FIG. 3 is a diagram illustrating an example of a word extraction procedure performed by the word extraction unit 12. For example, in a case where the character string data is character string data of “I will go on a business trip from now.”, the word extraction unit 12 performs morphological analysis on the character string data and divides the character string data into words. The word extraction unit 12 analyzes a part of speech of each word divided by the morphological analysis. The word extraction unit 12 deletes words of a predetermined part of speech based on information on the part of speech of each word obtained as a result of a part-of-speech analysis, removes the information on the part of speech from the words remaining after the deletion, and outputs each word of “I”, “now”, “business trip”, and “go” as a word group. Although FIG. 3 illustrates an example in which the part of speech predetermined as the part of speech to be deleted is a part of speech other than “pronoun”, “noun”, and “verb”, any part of speech predetermined as the part of speech to be deleted can be determined. The word extraction unit 12 may output all the words obtained by the morphological analysis as a word group without performing the part-of-speech analysis.

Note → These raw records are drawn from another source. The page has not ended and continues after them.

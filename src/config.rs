use std::env;
use std::net::SocketAddr;

use tracing::{info, warn};

use crate::error::ConfigError;

pub const DEFAULT_IDENTITY_API_URL: &str = "https://identitytoolkit.googleapis.com/v1";
const DEFAULT_BIND_ADDR: &str = "0.0.0.0:3000";
const MIN_SECRET_LEN: usize = 32;

#[derive(Debug, Clone, PartialEq, Eq)]
pub enum StoreBackend {
    Firestore {
        project_id: String,
        access_token: Option<String>,
        emulator_host: Option<String>,
    },
    Memory,
}

#[derive(Debug, Clone)]
pub struct Config {
    pub bind_addr: SocketAddr,
    pub firebase_api_key: String,
    pub identity_api_url: String,
    pub session_secret: Vec<u8>,
    pub cookie_secure: bool,
    pub store: StoreBackend,
}

impl Config {
    /// Reads `.env` if present, then the process environment.
    pub fn load() -> Result<Self, ConfigError> {
        if let Err(e) = dotenvy::dotenv() {
            info!("No .env file loaded: {e}");
        }
        Self::from_lookup(|key| env::var(key).ok())
    }

    pub fn from_lookup<F>(lookup: F) -> Result<Self, ConfigError>
    where
        F: Fn(&str) -> Option<String>,
    {
        let var = |key: &str| lookup(key).filter(|v| !v.trim().is_empty());

        let firebase_api_key =
            var("FIREBASE_API_KEY").ok_or(ConfigError::Missing("FIREBASE_API_KEY"))?;

        let session_secret = var("SESSION_SECRET").ok_or(ConfigError::Missing("SESSION_SECRET"))?;
        if session_secret.len() < MIN_SECRET_LEN {
            return Err(ConfigError::Invalid {
                key: "SESSION_SECRET",
                reason: format!("must be at least {MIN_SECRET_LEN} bytes"),
            });
        }

        let bind_addr = var("BIND_ADDR")
            .unwrap_or_else(|| DEFAULT_BIND_ADDR.to_string())
            .parse()
            .map_err(|e| ConfigError::Invalid {
                key: "BIND_ADDR",
                reason: format!("{e}"),
            })?;

        let cookie_secure = match var("COOKIE_SECURE").as_deref() {
            None => true,
            Some("true") | Some("1") => true,
            Some("false") | Some("0") => false,
            Some(other) => {
                return Err(ConfigError::Invalid {
                    key: "COOKIE_SECURE",
                    reason: format!("expected true or false, got {other}"),
                });
            }
        };
        if !cookie_secure {
            warn!("Session cookies will be sent without the Secure attribute");
        }

        let identity_api_url = var("IDENTITY_API_URL")
            .unwrap_or_else(|| DEFAULT_IDENTITY_API_URL.to_string())
            .trim_end_matches('/')
            .to_string();

        let store = match var("BOOK_STORE").as_deref() {
            None | Some("firestore") => StoreBackend::Firestore {
                project_id: var("FIRESTORE_PROJECT_ID")
                    .ok_or(ConfigError::Missing("FIRESTORE_PROJECT_ID"))?,
                access_token: var("FIRESTORE_ACCESS_TOKEN"),
                emulator_host: var("FIRESTORE_EMULATOR_HOST"),
            },
            Some("memory") => {
                warn!("Using the in-memory book store, nothing will be persisted");
                StoreBackend::Memory
            }
            Some(other) => {
                return Err(ConfigError::Invalid {
                    key: "BOOK_STORE",
                    reason: format!("unknown backend {other}"),
                });
            }
        };

        Ok(Config {
            bind_addr,
            firebase_api_key,
            identity_api_url,
            session_secret: session_secret.into_bytes(),
            cookie_secure,
            store,
        })
    }
}
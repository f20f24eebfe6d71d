use async_trait::async_trait;
use std::sync::Arc;
use tracing::{debug, info};

use crate::error::{AppError, StoreError};
use crate::models::{Book, BookForm, BookPatch, NewBook};
use crate::services::validation::{validate_book_patch, validate_new_book, validate_note};

/// A collection of book documents keyed by store-generated ids.
#[async_trait]
pub trait BookStore: Send + Sync {
    /// Every stored book, in the store's iteration order.
    async fn list(&self) -> Result<Vec<Book>, StoreError>;

    async fn get(&self, id: &str) -> Result<Option<Book>, StoreError>;

    /// Persists a new book and returns it with its assigned id.
    async fn insert(&self, book: NewBook) -> Result<Book, StoreError>;

    /// Writes the present fields of `patch`. Fails with `NotFound` if `id` is absent.
    async fn update(&self, id: &str, patch: &BookPatch) -> Result<(), StoreError>;

    /// Deleting an absent id succeeds.
    async fn delete(&self, id: &str) -> Result<(), StoreError>;

    /// Appends one note and returns the stored sequence. A concurrent writer
    /// must surface as `Conflict`, never as a silently dropped note.
    async fn append_note(&self, id: &str, note: &str) -> Result<Vec<String>, StoreError>;
}

pub fn matches_query(book: &Book, query: &str) -> bool {
    book.searchable_text()
        .to_lowercase()
        .contains(&query.to_lowercase())
}

#[derive(Clone)]
pub struct BookService {
    store: Arc<dyn BookStore>,
}

impl BookService {
    pub fn new(store: Arc<dyn BookStore>) -> Self {
        Self { store }
    }

    pub async fn list(&self, query: &str) -> Result<Vec<Book>, AppError> {
        let books = self.store.list().await?;
        let total = books.len();
        let matched: Vec<Book> = books
            .into_iter()
            .filter(|book| matches_query(book, query))
            .collect();
        debug!(query, total, matched = matched.len(), "listed books");
        Ok(matched)
    }

    pub async fn get(&self, id: &str) -> Result<Option<Book>, AppError> {
        Ok(self.store.get(id).await?)
    }

    pub async fn create(&self, form: &BookForm) -> Result<Book, AppError> {
        let new_book = validate_new_book(form).map_err(AppError::Validation)?;
        let book = self.store.insert(new_book).await?;
        info!(book_id = %book.id, title = %book.title, "book added");
        Ok(book)
    }

    pub async fn update(&self, id: &str, form: &BookForm) -> Result<(), AppError> {
        let patch = validate_book_patch(form).map_err(AppError::Validation)?;
        if patch.is_empty() {
            // Nothing to write, but the id must still exist.
            return match self.store.get(id).await? {
                Some(_) => Ok(()),
                None => Err(AppError::NotFound),
            };
        }
        self.store.update(id, &patch).await?;
        info!(book_id = %id, "book updated");
        Ok(())
    }

    pub async fn remove(&self, id: &str) -> Result<(), AppError> {
        self.store.delete(id).await?;
        info!(book_id = %id, "book removed");
        Ok(())
    }

    pub async fn append_note(&self, id: &str, note: Option<&str>) -> Result<Vec<String>, AppError> {
        let note = validate_note(note).map_err(AppError::Validation)?;
        let notes = self.store.append_note(id, &note).await?;
        info!(book_id = %id, notes = notes.len(), "note added");
        Ok(notes)
    }
}

#[cfg(test)]
mod tests {
    use super::*;
    use crate::models::BookStatus;
    use crate::services::memory::MemoryStore;

    fn service() -> (BookService, Arc<MemoryStore>) {
        let store = Arc::new(MemoryStore::new());
        (BookService::new(store.clone()), store)
    }

    fn form(title: &str, author: &str, status: &str) -> BookForm {
        BookForm {
            title: Some(title.to_string()),
            author: Some(author.to_string()),
            status: Some(status.to_string()),
            ..BookForm::default()
        }
    }

    async fn seed(service: &BookService) -> (Book, Book, Book) {
        let dune = service
            .create(&BookForm {
                description: Some("Desert planet politics".to_string()),
                ..form("Dune", "Frank Herbert", "read")
            })
            .await
            .unwrap();
        let emma = service.create(&form("Emma", "Jane Austen", "to-read")).await.unwrap();
        let snow = service
            .create(&form("Snow Crash", "Neal Stephenson", "reading"))
            .await
            .unwrap();
        (dune, emma, snow)
    }

    #[tokio::test]
    async fn empty_query_lists_everything() {
        let (service, _) = service();
        seed(&service).await;
        assert_eq!(service.list("").await.unwrap().len(), 3);
    }

    #[tokio::test]
    async fn query_is_case_insensitive_across_fields() {
        let (service, _) = service();
        let (dune, emma, snow) = seed(&service).await;
        service.append_note(&snow.id, Some("Hiro Protagonist")).await.unwrap();

        let ids = |books: Vec<Book>| books.into_iter().map(|b| b.id).collect::<Vec<_>>();

        assert_eq!(ids(service.list("DESERT").await.unwrap()), vec![dune.id.clone()]);
        assert_eq!(ids(service.list("austen").await.unwrap()), vec![emma.id.clone()]);
        assert_eq!(ids(service.list("hiro").await.unwrap()), vec![snow.id.clone()]);
        assert!(service.list("tolkien").await.unwrap().is_empty());
    }

    #[tokio::test]
    async fn query_matches_across_field_boundaries() {
        let (service, _) = service();
        let (_, emma, _) = seed(&service).await;
        // title and author are concatenated without a separator
        let found = service.list("emmajane").await.unwrap();
        assert_eq!(found.len(), 1);
        assert_eq!(found[0].id, emma.id);
    }

    #[tokio::test]
    async fn list_returns_exactly_the_matching_subset() {
        let (service, _) = service();
        seed(&service).await;
        let all = service.list("").await.unwrap();
        for query in ["a", "N", "ste", "xyz", "read"] {
            let expected: Vec<Book> = all
                .iter()
                .filter(|b| b.searchable_text().to_lowercase().contains(&query.to_lowercase()))
                .cloned()
                .collect();
            assert_eq!(service.list(query).await.unwrap(), expected, "query {query}");
        }
    }

    #[tokio::test]
    async fn create_without_title_persists_nothing() {
        let (service, store) = service();
        let err = service
            .create(&BookForm {
                title: None,
                ..form("", "Someone", "read")
            })
            .await
            .unwrap_err();

        match err {
            AppError::Validation(errors) => assert!(errors.contains("title")),
            other => panic!("unexpected error: {other:?}"),
        }
        assert!(store.list().await.unwrap().is_empty());
    }

    #[tokio::test]
    async fn create_rejects_unknown_status() {
        let (service, store) = service();
        let err = service.create(&form("Dune", "Frank Herbert", "archived")).await.unwrap_err();
        assert!(matches!(err, AppError::Validation(ref e) if e.contains("status")));
        assert!(store.list().await.unwrap().is_empty());
    }

    #[tokio::test]
    async fn create_applies_defaults() {
        let (service, _) = service();
        let book = service.create(&form("Dune", "Frank Herbert", "to-read")).await.unwrap();
        let stored = service.get(&book.id).await.unwrap().unwrap();
        assert_eq!(stored.image, crate::models::IMAGE_PLACEHOLDER);
        assert_eq!(stored.description, crate::models::DEFAULT_DESCRIPTION);
        assert!(stored.notes.is_empty());
        assert_eq!(stored.status, BookStatus::ToRead);
    }

    #[tokio::test]
    async fn update_changes_only_submitted_fields() {
        let (service, _) = service();
        let (dune, _, _) = seed(&service).await;
        service.append_note(&dune.id, Some("spice")).await.unwrap();
        let before = service.get(&dune.id).await.unwrap().unwrap();

        service
            .update(
                &dune.id,
                &BookForm {
                    title: Some("New".to_string()),
                    ..BookForm::default()
                },
            )
            .await
            .unwrap();

        let after = service.get(&dune.id).await.unwrap().unwrap();
        assert_eq!(after.title, "New");
        assert_eq!(after, Book { title: "New".to_string(), ..before });
    }

    #[tokio::test]
    async fn update_of_missing_book_is_not_found() {
        let (service, _) = service();
        let err = service.update("nope", &form("A", "B", "read")).await.unwrap_err();
        assert!(matches!(err, AppError::NotFound));
        let err = service.update("nope", &BookForm::default()).await.unwrap_err();
        assert!(matches!(err, AppError::NotFound));
    }

    #[tokio::test]
    async fn notes_append_in_order() {
        let (service, _) = service();
        let (dune, _, _) = seed(&service).await;

        let notes = service.append_note(&dune.id, Some("hello")).await.unwrap();
        assert_eq!(notes, vec!["hello".to_string()]);

        let notes = service.append_note(&dune.id, Some("again")).await.unwrap();
        assert_eq!(notes, vec!["hello".to_string(), "again".to_string()]);

        let stored = service.get(&dune.id).await.unwrap().unwrap();
        assert_eq!(stored.notes, notes);
    }

    #[tokio::test]
    async fn note_on_missing_book_fails() {
        let (service, _) = service();
        let err = service.append_note("ghost", Some("hello")).await.unwrap_err();
        assert!(matches!(err, AppError::NotFound));
    }

    #[tokio::test]
    async fn empty_note_is_a_validation_error() {
        let (service, _) = service();
        let (dune, _, _) = seed(&service).await;
        let err = service.append_note(&dune.id, Some("")).await.unwrap_err();
        assert!(matches!(err, AppError::Validation(_)));
    }

    #[tokio::test]
    async fn removed_book_is_gone() {
        let (service, _) = service();
        let (dune, _, _) = seed(&service).await;
        service.remove(&dune.id).await.unwrap();
        assert!(service.get(&dune.id).await.unwrap().is_none());
        // second delete is a no-op
        service.remove(&dune.id).await.unwrap();
        assert_eq!(service.list("").await.unwrap().len(), 2);
    }
}
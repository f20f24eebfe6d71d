use async_trait::async_trait;
use std::sync::atomic::{AtomicUsize, Ordering};

use crate::error::IdentityError;
use crate::models::VerifiedToken;
use crate::services::identity::IdentityProvider;

/// Identity provider double: accepts every credential, or rejects every one.
pub struct StaticIdentity {
    auth_time: i64,
    rejection: Option<String>,
    calls: AtomicUsize,
}

impl StaticIdentity {
    pub fn signed_in_at(auth_time: i64) -> Self {
        StaticIdentity {
            auth_time,
            rejection: None,
            calls: AtomicUsize::new(0),
        }
    }

    pub fn rejecting(message: &str) -> Self {
        StaticIdentity {
            auth_time: 0,
            rejection: Some(message.to_string()),
            calls: AtomicUsize::new(0),
        }
    }

    pub fn calls(&self) -> usize {
        self.calls.load(Ordering::SeqCst)
    }

    fn token(&self, email: &str) -> Result<String, IdentityError> {
        self.calls.fetch_add(1, Ordering::SeqCst);
        match &self.rejection {
            Some(message) => Err(IdentityError::Rejected(message.clone())),
            None => Ok(format!("token-for-{email}")),
        }
    }
}

#[async_trait]
impl IdentityProvider for StaticIdentity {
    async fn sign_in(&self, email: &str, _password: &str) -> Result<String, IdentityError> {
        self.token(email)
    }

    async fn sign_up(&self, email: &str, _password: &str) -> Result<String, IdentityError> {
        self.token(email)
    }

    async fn verify(&self, _id_token: &str) -> Result<VerifiedToken, IdentityError> {
        self.calls.fetch_add(1, Ordering::SeqCst);
        if let Some(message) = &self.rejection {
            return Err(IdentityError::Rejected(message.clone()));
        }
        Ok(VerifiedToken {
            uid: "user-1".to_string(),
            email: Some("reader@example.com".to_string()),
            auth_time: self.auth_time,
        })
    }
}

The vectorization unit 13 vectorizes the character string data of each of the question sentence and the answer sentence for each interaction data based on each word group of the question sentence and the answer sentence for each of the word data generated by the word extraction unit 12. Hereinafter, a vector vectorized based on the word group of the question sentence is referred to as a question sentence vector, and a vector vectorized based on the word group of the answer sentence is referred to as an answer sentence vector. The vectorization unit 13 generates, for each word data, vector data in which a question sentence vector associated with a case ID and an answer sentence vector associated with the case ID are associated with the case ID included in the word data. As a method of vectorization performed by the vectorization unit 13, for example, a term frequency-inverse document frequency (TF-IDF) method is applied. Any other methods such as term frequency (TF) other than TF-IDF, best matching 25 (BM 25), Word2Vec, and Doc2Vec may be applied.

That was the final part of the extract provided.